In ‘Black Liquor,’ a Cautionary Tale for Deficit Reduction
As a member of the “Gang of Six,” Senator Mike Crapo of Idaho has emerged as something of a hero among advocates of bipartisanship, one of three conservative Republicans working with three Democrats to cut the deficit by closing loopholes that allow businesses and households to avoid paying taxes.
Yet earlier this year, the senator made sure that a $3 billion loophole — protecting “black liquor,” an alcoholic sludge used as fuel in timber mills and factories — remained open in the negotiations over the highway bill that President Obama signed this month.
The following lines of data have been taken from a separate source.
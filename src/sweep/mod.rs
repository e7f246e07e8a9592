use std::time::Instant;

use itertools::iproduct;
use rand::RngCore;
use rayon::prelude::*;
use tracing::{debug, info};

use crate::capacity::{trial_rng, LinkSimulator};
use crate::config::{LinkConfig, SweepConfig};
use crate::error::Result;
use crate::geo::linspace;
use crate::io::{BaseStation, Uav};

/// Averaged capacity over a grid of UAV ground positions.
#[derive(Debug, Clone, PartialEq)]
pub struct CapacityMap {
    pub xs: Vec<f64>,
    pub ys: Vec<f64>,
    /// Row-major over x: `rates[i * ys.len() + j]` is the rate at `(xs[i], ys[j])`.
    pub rates: Vec<f64>,
}

impl CapacityMap {
    pub fn get(&self, i: usize, j: usize) -> f64 {
        self.rates[i * self.ys.len() + j]
    }

    pub fn min(&self) -> f64 {
        self.rates.iter().copied().fold(f64::INFINITY, f64::min)
    }

    pub fn max(&self) -> f64 {
        self.rates.iter().copied().fold(f64::NEG_INFINITY, f64::max)
    }

    pub fn mean(&self) -> f64 {
        self.rates.iter().sum::<f64>() / self.rates.len() as f64
    }

    /// `(x, y, rate)` of the best cell.
    pub fn argmax(&self) -> Option<(f64, f64, f64)> {
        let (idx, rate) = self
            .rates
            .iter()
            .copied()
            .enumerate()
            .max_by(|a, b| a.1.total_cmp(&b.1))?;
        let ny = self.ys.len();
        Some((self.xs[idx / ny], self.ys[idx % ny], rate))
    }

    /// `n_levels` evenly spaced iso-rate levels between min and max.
    pub fn contour_levels(&self, n_levels: usize) -> Vec<f64> {
        linspace(self.min(), self.max(), n_levels)
    }
}

#[derive(Debug, Clone, Copy, Default)]
pub struct SweepMetrics {
    pub cells_computed: u32,
    pub elapsed_ms: u64,
}

/// Mean capacity with the UAV at its current position.
pub fn mean_capacity_at(bs: &BaseStation, uav: &Uav, link: LinkConfig, seed: u64) -> Result<f64> {
    let simulator = LinkSimulator::new(bs, uav, bs.endpoint(), uav.endpoint(), bs.n_s(), link)?;
    simulator.estimate_mean_capacity_seeded(seed)
}

/// Moves the UAV over the grid and records the averaged capacity per cell.
///
/// Every cell works on its own copy of the UAV and its own seed derived from
/// `sweep.seed`, so cells run in parallel and the map is reproducible.
pub fn run_sweep(bs: &BaseStation, uav: &Uav, link: LinkConfig, sweep: SweepConfig) -> Result<(CapacityMap, SweepMetrics)> {
    sweep.validate()?;
    let start = Instant::now();

    let xs = linspace(sweep.x_min, sweep.x_max, sweep.n_steps);
    let ys = linspace(sweep.y_min, sweep.y_max, sweep.n_steps);
    let cells: Vec<(usize, usize)> = iproduct!(0..xs.len(), 0..ys.len()).collect();

    let rates = cells
        .par_iter()
        .enumerate()
        .map(|(cell, &(i, j))| -> Result<f64> {
            let placed = uav.with_location(xs[i], ys[j]);
            let cell_seed = trial_rng(sweep.seed, cell).next_u64();
            let rate = mean_capacity_at(bs, &placed, link, cell_seed)?;
            debug!("cell ({:.1}, {:.1}) -> {:.4} bps/Hz", xs[i], ys[j], rate);
            Ok(rate)
        })
        .collect::<Result<Vec<f64>>>()?;

    let metrics = SweepMetrics {
        cells_computed: rates.len() as u32,
        elapsed_ms: start.elapsed().as_millis() as u64,
    };
    info!(
        "sweep of {} cells done in {} ms ({} trials each)",
        metrics.cells_computed, metrics.elapsed_ms, link.trials
    );

    Ok((CapacityMap { xs, ys, rates }, metrics))
}
pub mod beamforming;
pub mod capacity;
pub mod config;
pub mod error;
pub mod geo;
pub mod io;
pub mod physics;
pub mod render;
pub mod sweep;
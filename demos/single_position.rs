use rand::SeedableRng;
use rand_chacha::ChaCha8Rng;
use uav_mimo_link::beamforming::{DigitalCombinerProvider, DigitalPrecoderProvider};
use uav_mimo_link::config::LinkConfig;
use uav_mimo_link::io::{BaseStation, BaseStationConfig, Uav, UavConfig};
use uav_mimo_link::physics::channel::ChannelGenerator;
use uav_mimo_link::physics::csi::{effective_csi, full_csi};

fn main() {
    let bs = BaseStation::new(BaseStationConfig::default()).expect("valid BS");
    let uav = Uav::new(UavConfig::default()).expect("valid UAV");
    let link = LinkConfig::default();

    println!("BS at {:?}, UAV at {:?}", bs.location(), uav.location());
    println!("Distance: {:.2} m", bs.location().distance_to(uav.location()));

    let generator = ChannelGenerator::new(link);
    let mut rng = ChaCha8Rng::seed_from_u64(1);

    for trial in 0..5 {
        let channel = generator.generate(&bs.endpoint(), &uav.endpoint(), &mut rng).expect("channel");
        let full = full_csi(channel.h, bs.n_s()).expect("full CSI");
        let eff = effective_csi(&full.channel, bs.analog_precoder(), uav.analog_combiner(), bs.n_s())
            .expect("effective CSI");
        println!(
            "trial {}: |H|_F = {:.3e}, capture full {:.3}, effective {:.3}",
            trial,
            full.channel.norm(),
            full.power_capture_ratio().unwrap_or(f64::NAN),
            eff.power_capture_ratio().unwrap_or(f64::NAN),
        );
    }
}
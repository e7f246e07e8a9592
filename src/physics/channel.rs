//! One realization of the clustered geometric mmWave channel.
//!
//! `H = A_R * diag(g) * A_T^T` with `g_p = sqrt(PL(d_p)) * z_p`, `z_p` complex
//! Gaussian of variance `1/num_paths` so the fading carries unit total power.
//! Every call draws fresh angles, distances and fading from `rng`.

use nalgebra::DVector;
use num_complex::Complex64;
use rand::Rng;
use rand_distr::StandardNormal;
use serde::{Deserialize, Serialize};

use crate::config::LinkConfig;
use crate::error::Result;
use crate::geo::Position;
use crate::io::AngularStatistics;
use crate::physics::array::{steering_matrix_for, PathAngles};
use crate::physics::link_budget::path_power_gain;
use crate::physics::CMatrix;

/// What the generator needs to know about one end of the link.
#[derive(Debug, Clone, Copy, PartialEq, Serialize, Deserialize)]
pub struct ChannelEndpoint {
    pub location: Position,
    pub angles: AngularStatistics,
    pub elements: usize,
}

#[derive(Debug, Clone)]
pub struct ChannelRealization {
    /// `(N_r, N_T)`
    pub h: CMatrix,
    /// Receive steering matrix `(N_r, num_paths)`.
    pub a_r: CMatrix,
    /// Transmit steering matrix `(N_T, num_paths)`.
    pub a_t: CMatrix,
    /// Complex per-path gains (diagonal of the path-gain matrix).
    pub path_gains: DVector<Complex64>,
}

impl ChannelRealization {
    pub fn path_gain_matrix(&self) -> CMatrix {
        CMatrix::from_diagonal(&self.path_gains)
    }
}

fn draw_angles<R: Rng + ?Sized>(rng: &mut R, mean: f64, spread: f64, n: usize) -> Vec<f64> {
    (0..n).map(|_| mean + rng.gen_range(-1.0f64..1.0) * spread).collect()
}

fn draw_path_angles<R: Rng + ?Sized>(rng: &mut R, stats: AngularStatistics, n: usize) -> Vec<PathAngles> {
    let theta = draw_angles(rng, stats.mean_elevation_deg, stats.elevation_spread_deg, n);
    let phi = draw_angles(rng, stats.mean_azimuth_deg, stats.azimuth_spread_deg, n);
    theta.into_iter().zip(phi).map(|(t, p)| PathAngles::new(t, p)).collect()
}

#[derive(Debug, Clone, Copy)]
pub struct ChannelGenerator {
    config: LinkConfig,
}

impl ChannelGenerator {
    pub fn new(config: LinkConfig) -> Self {
        Self { config }
    }

    pub fn config(&self) -> &LinkConfig {
        &self.config
    }

    pub fn generate<R: Rng + ?Sized>(
        &self,
        tx: &ChannelEndpoint,
        rx: &ChannelEndpoint,
        rng: &mut R,
    ) -> Result<ChannelRealization> {
        let l = self.config.num_paths;
        let distance = rx.location.distance_to(tx.location);

        let departures = draw_path_angles(rng, tx.angles, l);
        let arrivals = draw_path_angles(rng, rx.angles, l);
        let a_t = steering_matrix_for(&departures, tx.elements)?;
        let a_r = steering_matrix_for(&arrivals, rx.elements)?;

        let ref_loss_db = self.config.free_space_reference_loss_db();
        let path_loss: Vec<f64> = (0..l)
            .map(|_| {
                let d = rng.gen_range(0.0f64..1.0) * distance;
                path_power_gain(ref_loss_db, d, self.config.path_loss_exponent, self.config.min_path_distance_m)
            })
            .collect();

        let sigma = (1.0 / (2.0 * l as f64)).sqrt();
        let re: Vec<f64> = (0..l).map(|_| rng.sample::<f64, _>(StandardNormal)).collect();
        let im: Vec<f64> = (0..l).map(|_| rng.sample::<f64, _>(StandardNormal)).collect();

        let path_gains = DVector::from_iterator(
            l,
            (0..l).map(|p| Complex64::new(re[p], im[p]) * (sigma * path_loss[p].sqrt())),
        );

        let mut weighted = a_r.clone();
        for (p, g) in path_gains.iter().enumerate() {
            let mut column = weighted.column_mut(p);
            column *= *g;
        }
        let h = weighted * a_t.transpose();

        Ok(ChannelRealization { h, a_r, a_t, path_gains })
    }
}

#[cfg(test)]
mod tests {
    use super::*;
    use rand::SeedableRng;
    use rand_chacha::ChaCha8Rng;

    fn endpoints(distance: f64) -> (ChannelEndpoint, ChannelEndpoint) {
        let tx = ChannelEndpoint {
            location: Position::new(0.0, 0.0, 10.0),
            angles: AngularStatistics::new(90.0, 10.0, 0.0, 60.0),
            elements: 64,
        };
        let rx = ChannelEndpoint {
            location: Position::new(distance, 0.0, 10.0),
            angles: AngularStatistics::new(90.0, 10.0, 180.0, 60.0),
            elements: 16,
        };
        (tx, rx)
    }

    #[test]
    fn test_shapes() {
        let (tx, rx) = endpoints(50.0);
        let generator = ChannelGenerator::new(LinkConfig::default());
        let mut rng = ChaCha8Rng::seed_from_u64(1);
        let ch = generator.generate(&tx, &rx, &mut rng).unwrap();
        assert_eq!(ch.h.shape(), (16, 64));
        assert_eq!(ch.a_r.shape(), (16, 10));
        assert_eq!(ch.a_t.shape(), (64, 10));
        assert_eq!(ch.path_gains.len(), 10);
    }

    #[test]
    fn test_matches_factorized_form() {
        let (tx, rx) = endpoints(50.0);
        let generator = ChannelGenerator::new(LinkConfig::default());
        let mut rng = ChaCha8Rng::seed_from_u64(2);
        let ch = generator.generate(&tx, &rx, &mut rng).unwrap();
        let rebuilt = &ch.a_r * ch.path_gain_matrix() * ch.a_t.transpose();
        assert!((rebuilt - &ch.h).norm() <= 1e-9 * ch.h.norm());
    }

    #[test]
    fn test_fresh_draws_each_call() {
        let (tx, rx) = endpoints(50.0);
        let generator = ChannelGenerator::new(LinkConfig::default());
        let mut rng = ChaCha8Rng::seed_from_u64(3);
        let a = generator.generate(&tx, &rx, &mut rng).unwrap();
        let b = generator.generate(&tx, &rx, &mut rng).unwrap();
        assert!((a.h - b.h).norm() > 0.0);
    }

    #[test]
    fn test_same_seed_same_channel() {
        let (tx, rx) = endpoints(50.0);
        let generator = ChannelGenerator::new(LinkConfig::default());
        let a = generator.generate(&tx, &rx, &mut ChaCha8Rng::seed_from_u64(9)).unwrap();
        let b = generator.generate(&tx, &rx, &mut ChaCha8Rng::seed_from_u64(9)).unwrap();
        assert_eq!(a.h, b.h);
    }

    #[test]
    fn test_colocated_ends_stay_finite() {
        let (tx, mut rx) = endpoints(0.0);
        rx.location = tx.location;
        let generator = ChannelGenerator::new(LinkConfig::default());
        let mut rng = ChaCha8Rng::seed_from_u64(4);
        let ch = generator.generate(&tx, &rx, &mut rng).unwrap();
        assert!(ch.h.iter().all(|z| z.re.is_finite() && z.im.is_finite()));
        assert!(ch.h.norm() > 0.0);
    }

    #[test]
    fn test_non_square_receiver_rejected() {
        let (tx, mut rx) = endpoints(50.0);
        rx.elements = 15;
        let generator = ChannelGenerator::new(LinkConfig::default());
        let mut rng = ChaCha8Rng::seed_from_u64(5);
        assert!(generator.generate(&tx, &rx, &mut rng).is_err());
    }

    #[test]
    fn test_fading_has_unit_average_power() {
        // with pathloss factored out, E[sum |z_p|^2] = 1
        let (tx, rx) = endpoints(1.0);
        let config = LinkConfig { min_path_distance_m: 1.0, ..Default::default() };
        let generator = ChannelGenerator::new(config);
        let pl = path_power_gain(config.free_space_reference_loss_db(), 1.0, config.path_loss_exponent, 1.0);
        let mut rng = ChaCha8Rng::seed_from_u64(6);
        let n = 4000;
        let mut acc = 0.0;
        for _ in 0..n {
            let ch = generator.generate(&tx, &rx, &mut rng).unwrap();
            acc += ch.path_gains.iter().map(|g| g.norm_sqr()).sum::<f64>() / pl;
        }
        let mean = acc / n as f64;
        assert!((mean - 1.0).abs() < 0.05, "mean fading power {}", mean);
    }
}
Many budget experts criticize the loophole as a tax dodge because it allows the sludge to qualify for an energy subsidy created to wean the country off imported oil for vehicles, which black liquor does not do.
On Capitol Hill, lawmakers casually point to closing loopholes as the answer to much that ails the country. Negotiations to avoid automatic military spending cuts in January, to enact sweeping deficit reduction and to lower corporate and personal income tax rates all hinge on closing unidentified loopholes.
But the back-room actions on black liquor point to just how difficult it will be to lower the budget deficit through painless changes in the tax code. Even for a self-proclaimed deficit hawk like Mr. Crapo, one man’s loophole can be another’s vital constituent interest.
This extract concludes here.